▶ _TASK PROMPT_
In the data below, find every line with the word "bool" and copy it.

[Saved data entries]
□ □ □ □

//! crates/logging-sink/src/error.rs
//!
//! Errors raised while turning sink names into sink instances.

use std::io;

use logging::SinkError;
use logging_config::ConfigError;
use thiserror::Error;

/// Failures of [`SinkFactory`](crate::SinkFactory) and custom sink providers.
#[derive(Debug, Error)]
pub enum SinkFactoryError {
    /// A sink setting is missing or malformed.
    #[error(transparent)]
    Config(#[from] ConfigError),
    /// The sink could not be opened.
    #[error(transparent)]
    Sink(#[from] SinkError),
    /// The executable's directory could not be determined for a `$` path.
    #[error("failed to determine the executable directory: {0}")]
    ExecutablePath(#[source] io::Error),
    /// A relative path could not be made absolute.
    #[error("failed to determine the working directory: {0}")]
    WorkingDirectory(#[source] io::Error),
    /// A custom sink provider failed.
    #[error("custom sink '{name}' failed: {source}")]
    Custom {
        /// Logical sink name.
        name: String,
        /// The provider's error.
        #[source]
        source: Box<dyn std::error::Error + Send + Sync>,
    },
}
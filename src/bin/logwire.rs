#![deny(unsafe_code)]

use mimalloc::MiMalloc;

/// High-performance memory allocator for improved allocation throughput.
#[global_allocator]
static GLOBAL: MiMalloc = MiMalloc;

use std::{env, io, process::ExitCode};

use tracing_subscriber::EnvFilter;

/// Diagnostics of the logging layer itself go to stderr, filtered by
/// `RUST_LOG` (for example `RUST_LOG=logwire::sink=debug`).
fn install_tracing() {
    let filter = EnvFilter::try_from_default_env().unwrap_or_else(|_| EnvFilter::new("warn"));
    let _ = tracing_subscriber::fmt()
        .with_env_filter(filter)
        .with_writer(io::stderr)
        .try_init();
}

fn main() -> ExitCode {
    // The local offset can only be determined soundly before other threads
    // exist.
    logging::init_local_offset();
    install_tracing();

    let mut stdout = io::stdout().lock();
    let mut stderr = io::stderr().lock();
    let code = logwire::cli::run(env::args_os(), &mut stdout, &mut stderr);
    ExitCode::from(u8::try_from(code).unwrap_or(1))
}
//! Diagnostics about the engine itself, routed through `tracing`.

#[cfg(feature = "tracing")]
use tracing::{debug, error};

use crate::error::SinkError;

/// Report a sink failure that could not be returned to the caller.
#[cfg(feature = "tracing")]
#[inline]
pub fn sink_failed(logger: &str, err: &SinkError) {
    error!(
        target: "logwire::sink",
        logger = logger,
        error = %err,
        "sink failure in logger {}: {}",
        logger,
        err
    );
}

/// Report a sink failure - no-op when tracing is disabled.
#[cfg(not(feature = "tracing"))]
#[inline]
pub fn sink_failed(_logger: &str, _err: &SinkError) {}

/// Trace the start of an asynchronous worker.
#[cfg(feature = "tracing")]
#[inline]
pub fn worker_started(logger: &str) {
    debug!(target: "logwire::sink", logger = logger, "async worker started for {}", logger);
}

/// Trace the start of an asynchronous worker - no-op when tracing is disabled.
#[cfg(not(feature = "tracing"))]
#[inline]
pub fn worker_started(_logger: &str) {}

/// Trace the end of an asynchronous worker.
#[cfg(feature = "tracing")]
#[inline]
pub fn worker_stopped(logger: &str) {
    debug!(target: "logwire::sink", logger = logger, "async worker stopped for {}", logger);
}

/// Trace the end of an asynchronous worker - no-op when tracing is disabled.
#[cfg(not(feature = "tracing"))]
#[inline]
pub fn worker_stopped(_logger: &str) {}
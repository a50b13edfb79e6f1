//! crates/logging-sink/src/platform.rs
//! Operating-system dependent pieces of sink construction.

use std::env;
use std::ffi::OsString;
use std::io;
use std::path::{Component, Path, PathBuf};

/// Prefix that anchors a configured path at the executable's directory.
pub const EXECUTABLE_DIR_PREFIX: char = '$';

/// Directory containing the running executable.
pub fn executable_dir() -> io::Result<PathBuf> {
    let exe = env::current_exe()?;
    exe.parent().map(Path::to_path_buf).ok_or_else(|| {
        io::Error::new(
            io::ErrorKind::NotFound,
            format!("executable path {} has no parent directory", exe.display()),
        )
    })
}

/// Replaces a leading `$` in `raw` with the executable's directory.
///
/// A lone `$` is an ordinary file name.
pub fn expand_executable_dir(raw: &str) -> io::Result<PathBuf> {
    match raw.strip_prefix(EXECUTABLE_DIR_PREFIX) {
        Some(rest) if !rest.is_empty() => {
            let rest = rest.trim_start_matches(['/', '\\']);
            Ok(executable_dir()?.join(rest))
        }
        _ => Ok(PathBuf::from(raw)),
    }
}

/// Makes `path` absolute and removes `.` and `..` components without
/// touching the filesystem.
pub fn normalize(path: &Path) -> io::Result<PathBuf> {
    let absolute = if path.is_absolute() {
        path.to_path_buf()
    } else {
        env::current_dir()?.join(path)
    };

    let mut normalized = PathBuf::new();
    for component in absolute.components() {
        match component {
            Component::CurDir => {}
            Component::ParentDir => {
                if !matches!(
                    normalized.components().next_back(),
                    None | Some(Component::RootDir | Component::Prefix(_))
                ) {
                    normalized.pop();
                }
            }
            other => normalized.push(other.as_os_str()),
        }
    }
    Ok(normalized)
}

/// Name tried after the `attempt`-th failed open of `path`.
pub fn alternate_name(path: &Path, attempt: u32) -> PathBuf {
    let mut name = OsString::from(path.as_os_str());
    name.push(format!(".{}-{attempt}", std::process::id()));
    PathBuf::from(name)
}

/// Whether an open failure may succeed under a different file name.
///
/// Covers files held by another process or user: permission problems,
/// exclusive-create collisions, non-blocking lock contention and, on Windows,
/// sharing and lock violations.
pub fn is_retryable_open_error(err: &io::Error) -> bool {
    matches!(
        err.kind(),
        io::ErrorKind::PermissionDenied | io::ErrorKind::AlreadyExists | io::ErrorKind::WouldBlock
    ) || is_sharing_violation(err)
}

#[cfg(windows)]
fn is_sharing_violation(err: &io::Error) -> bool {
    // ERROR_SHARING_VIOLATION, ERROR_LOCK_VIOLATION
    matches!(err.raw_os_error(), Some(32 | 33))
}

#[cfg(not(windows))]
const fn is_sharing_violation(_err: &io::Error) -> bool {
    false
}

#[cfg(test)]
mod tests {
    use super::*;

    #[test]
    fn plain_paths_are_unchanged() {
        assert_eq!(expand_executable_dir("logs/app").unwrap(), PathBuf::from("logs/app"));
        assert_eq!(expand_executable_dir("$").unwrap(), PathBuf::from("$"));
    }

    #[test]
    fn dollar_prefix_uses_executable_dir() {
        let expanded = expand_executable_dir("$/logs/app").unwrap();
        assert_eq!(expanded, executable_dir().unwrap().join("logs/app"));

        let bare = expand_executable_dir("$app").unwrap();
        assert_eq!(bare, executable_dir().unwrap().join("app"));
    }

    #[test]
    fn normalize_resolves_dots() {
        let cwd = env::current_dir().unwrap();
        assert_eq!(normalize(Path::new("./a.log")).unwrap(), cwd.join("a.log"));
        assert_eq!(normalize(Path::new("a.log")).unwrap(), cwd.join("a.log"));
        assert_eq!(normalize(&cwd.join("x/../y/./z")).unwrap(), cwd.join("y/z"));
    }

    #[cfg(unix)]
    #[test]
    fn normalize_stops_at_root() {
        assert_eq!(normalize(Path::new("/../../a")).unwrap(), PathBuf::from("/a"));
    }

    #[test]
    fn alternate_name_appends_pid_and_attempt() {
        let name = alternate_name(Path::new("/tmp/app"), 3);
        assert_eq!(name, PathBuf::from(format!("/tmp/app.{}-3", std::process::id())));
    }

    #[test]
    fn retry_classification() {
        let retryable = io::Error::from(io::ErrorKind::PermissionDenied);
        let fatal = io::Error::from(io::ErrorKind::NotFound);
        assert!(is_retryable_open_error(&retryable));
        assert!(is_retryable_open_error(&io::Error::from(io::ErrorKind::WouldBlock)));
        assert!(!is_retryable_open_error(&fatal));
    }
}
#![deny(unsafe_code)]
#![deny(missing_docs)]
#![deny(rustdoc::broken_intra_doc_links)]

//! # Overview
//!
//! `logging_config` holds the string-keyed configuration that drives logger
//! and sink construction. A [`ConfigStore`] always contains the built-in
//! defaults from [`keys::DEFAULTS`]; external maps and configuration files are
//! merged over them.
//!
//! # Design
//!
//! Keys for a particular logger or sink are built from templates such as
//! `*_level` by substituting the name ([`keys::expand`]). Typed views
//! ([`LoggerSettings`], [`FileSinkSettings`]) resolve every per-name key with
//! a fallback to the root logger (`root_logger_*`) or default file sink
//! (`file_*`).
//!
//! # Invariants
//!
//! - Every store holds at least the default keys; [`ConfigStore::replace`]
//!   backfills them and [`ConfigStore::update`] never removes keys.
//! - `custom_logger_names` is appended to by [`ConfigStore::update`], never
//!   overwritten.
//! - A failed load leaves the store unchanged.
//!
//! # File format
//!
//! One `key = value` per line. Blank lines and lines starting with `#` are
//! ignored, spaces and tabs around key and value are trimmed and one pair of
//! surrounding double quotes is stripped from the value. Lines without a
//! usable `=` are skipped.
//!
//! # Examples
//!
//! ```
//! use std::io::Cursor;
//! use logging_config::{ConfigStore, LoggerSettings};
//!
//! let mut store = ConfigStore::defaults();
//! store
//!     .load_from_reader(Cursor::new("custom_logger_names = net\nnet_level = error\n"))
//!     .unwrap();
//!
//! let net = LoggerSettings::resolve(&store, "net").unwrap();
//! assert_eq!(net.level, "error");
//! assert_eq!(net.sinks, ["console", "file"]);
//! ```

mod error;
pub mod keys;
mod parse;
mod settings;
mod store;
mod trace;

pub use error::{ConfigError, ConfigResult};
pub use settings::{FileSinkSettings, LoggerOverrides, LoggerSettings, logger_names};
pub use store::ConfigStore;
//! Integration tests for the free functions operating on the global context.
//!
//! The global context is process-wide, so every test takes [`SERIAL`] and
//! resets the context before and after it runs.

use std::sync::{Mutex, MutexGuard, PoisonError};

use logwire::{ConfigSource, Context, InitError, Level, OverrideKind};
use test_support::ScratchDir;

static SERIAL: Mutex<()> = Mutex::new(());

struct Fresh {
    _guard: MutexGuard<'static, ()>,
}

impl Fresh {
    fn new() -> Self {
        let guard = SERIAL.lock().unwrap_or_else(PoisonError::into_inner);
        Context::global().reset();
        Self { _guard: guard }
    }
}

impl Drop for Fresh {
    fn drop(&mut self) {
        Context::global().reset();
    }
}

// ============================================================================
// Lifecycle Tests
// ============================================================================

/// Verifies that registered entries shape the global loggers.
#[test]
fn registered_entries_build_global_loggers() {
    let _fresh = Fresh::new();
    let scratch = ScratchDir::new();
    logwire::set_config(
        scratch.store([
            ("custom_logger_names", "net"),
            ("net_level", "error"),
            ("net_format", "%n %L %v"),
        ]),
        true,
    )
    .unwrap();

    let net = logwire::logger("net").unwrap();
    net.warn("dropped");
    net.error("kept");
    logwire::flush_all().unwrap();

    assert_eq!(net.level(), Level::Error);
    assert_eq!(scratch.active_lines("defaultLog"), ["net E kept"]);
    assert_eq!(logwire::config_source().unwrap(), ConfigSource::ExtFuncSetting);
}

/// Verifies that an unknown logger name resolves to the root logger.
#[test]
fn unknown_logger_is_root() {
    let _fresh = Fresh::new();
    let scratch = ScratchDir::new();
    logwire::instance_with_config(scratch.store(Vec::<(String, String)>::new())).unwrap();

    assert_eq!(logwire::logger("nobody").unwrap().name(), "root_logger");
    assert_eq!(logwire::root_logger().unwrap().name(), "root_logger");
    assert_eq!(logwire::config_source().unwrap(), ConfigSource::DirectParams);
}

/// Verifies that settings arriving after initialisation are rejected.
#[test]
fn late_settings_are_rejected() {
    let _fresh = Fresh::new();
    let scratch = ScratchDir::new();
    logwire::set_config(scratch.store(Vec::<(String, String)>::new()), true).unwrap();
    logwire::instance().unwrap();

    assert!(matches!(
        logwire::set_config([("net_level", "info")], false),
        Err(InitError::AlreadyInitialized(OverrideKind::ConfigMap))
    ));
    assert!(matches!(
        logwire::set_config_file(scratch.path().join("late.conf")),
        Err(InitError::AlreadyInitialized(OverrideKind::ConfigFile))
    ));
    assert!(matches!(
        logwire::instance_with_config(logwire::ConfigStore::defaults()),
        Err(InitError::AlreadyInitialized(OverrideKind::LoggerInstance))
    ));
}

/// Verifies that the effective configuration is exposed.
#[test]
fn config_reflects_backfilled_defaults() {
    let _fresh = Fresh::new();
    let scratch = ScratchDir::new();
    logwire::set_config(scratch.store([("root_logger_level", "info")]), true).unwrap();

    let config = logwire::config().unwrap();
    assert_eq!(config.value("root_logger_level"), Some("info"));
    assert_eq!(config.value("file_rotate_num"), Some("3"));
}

□ □ □ □

▶ _REPLY_
pub fn is_retryable_open_error(err: &io::Error) -> bool {
fn is_sharing_violation(err: &io::Error) -> bool {
const fn is_sharing_violation(_err: &io::Error) -> bool {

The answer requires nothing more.